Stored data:
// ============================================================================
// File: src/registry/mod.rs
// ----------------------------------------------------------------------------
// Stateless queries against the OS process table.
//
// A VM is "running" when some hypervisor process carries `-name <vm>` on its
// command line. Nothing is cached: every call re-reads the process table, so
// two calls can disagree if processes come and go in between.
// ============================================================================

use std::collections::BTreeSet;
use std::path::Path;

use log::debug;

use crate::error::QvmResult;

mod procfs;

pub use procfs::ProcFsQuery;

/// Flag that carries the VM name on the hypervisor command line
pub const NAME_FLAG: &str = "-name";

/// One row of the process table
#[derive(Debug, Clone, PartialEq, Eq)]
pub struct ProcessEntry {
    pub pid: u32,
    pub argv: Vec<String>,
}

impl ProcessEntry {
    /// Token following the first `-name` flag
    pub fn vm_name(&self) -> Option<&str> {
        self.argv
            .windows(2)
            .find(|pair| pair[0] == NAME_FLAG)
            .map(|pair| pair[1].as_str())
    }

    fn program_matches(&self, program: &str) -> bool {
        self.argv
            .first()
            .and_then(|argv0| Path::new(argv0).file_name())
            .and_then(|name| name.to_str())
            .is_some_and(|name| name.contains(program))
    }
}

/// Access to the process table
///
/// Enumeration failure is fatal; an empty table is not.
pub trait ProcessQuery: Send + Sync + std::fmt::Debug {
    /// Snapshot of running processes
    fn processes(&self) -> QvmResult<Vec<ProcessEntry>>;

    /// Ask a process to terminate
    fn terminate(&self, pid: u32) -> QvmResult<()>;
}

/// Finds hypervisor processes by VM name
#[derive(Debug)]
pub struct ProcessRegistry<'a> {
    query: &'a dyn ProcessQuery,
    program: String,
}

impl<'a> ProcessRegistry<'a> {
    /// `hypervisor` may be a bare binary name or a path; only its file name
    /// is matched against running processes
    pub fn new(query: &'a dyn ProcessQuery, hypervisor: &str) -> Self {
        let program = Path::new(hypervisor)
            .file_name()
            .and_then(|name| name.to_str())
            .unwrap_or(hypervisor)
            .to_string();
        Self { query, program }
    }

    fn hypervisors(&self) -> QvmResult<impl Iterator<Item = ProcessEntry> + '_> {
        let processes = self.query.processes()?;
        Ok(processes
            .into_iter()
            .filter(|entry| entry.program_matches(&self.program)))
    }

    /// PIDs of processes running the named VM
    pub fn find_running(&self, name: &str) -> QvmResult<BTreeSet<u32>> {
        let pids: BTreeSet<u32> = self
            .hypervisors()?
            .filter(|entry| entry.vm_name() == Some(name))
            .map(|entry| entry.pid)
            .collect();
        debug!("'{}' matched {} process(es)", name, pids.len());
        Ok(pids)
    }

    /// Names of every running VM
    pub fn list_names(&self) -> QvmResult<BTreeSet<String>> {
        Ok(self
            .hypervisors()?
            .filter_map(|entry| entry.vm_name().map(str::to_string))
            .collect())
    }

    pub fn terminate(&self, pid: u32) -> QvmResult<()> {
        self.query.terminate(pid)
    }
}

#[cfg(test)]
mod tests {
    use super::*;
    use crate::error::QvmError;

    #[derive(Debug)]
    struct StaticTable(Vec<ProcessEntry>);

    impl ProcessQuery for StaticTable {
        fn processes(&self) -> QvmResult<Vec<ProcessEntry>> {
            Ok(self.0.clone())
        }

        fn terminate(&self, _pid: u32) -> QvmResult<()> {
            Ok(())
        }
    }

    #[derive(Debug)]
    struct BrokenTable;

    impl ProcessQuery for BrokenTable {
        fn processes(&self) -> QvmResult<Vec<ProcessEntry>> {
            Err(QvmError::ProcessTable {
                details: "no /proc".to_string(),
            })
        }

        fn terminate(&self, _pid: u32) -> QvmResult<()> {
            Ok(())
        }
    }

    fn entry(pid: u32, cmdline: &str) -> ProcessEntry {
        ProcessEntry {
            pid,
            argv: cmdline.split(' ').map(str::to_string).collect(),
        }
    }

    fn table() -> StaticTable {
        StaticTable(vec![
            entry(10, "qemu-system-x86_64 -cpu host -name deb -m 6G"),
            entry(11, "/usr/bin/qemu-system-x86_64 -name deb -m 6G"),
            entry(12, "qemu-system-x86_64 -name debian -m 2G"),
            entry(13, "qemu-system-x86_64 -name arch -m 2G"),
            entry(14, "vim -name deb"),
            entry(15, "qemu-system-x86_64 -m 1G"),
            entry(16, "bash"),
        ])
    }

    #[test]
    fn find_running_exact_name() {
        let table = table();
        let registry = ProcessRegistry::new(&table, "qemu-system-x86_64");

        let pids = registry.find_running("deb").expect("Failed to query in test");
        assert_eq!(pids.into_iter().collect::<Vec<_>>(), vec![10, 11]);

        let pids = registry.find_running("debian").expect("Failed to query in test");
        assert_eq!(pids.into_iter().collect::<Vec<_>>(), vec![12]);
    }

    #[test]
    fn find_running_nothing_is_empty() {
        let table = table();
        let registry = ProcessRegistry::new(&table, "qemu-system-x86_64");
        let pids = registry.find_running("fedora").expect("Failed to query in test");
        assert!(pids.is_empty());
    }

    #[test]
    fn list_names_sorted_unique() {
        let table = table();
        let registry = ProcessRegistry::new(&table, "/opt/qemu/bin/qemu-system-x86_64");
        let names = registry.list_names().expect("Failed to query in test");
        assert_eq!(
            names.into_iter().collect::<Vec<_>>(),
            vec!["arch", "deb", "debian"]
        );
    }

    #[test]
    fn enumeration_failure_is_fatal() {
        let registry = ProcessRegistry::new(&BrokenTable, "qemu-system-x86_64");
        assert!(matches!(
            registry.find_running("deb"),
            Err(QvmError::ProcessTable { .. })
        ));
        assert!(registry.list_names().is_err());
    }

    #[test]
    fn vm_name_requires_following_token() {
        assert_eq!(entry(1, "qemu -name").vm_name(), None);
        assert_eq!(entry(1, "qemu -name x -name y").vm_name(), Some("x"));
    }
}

» WORK REQUEST: Determine the number of lines above holding the string "arch". Reply with it and nothing more.

» ANSWER FOR THE TASK: 2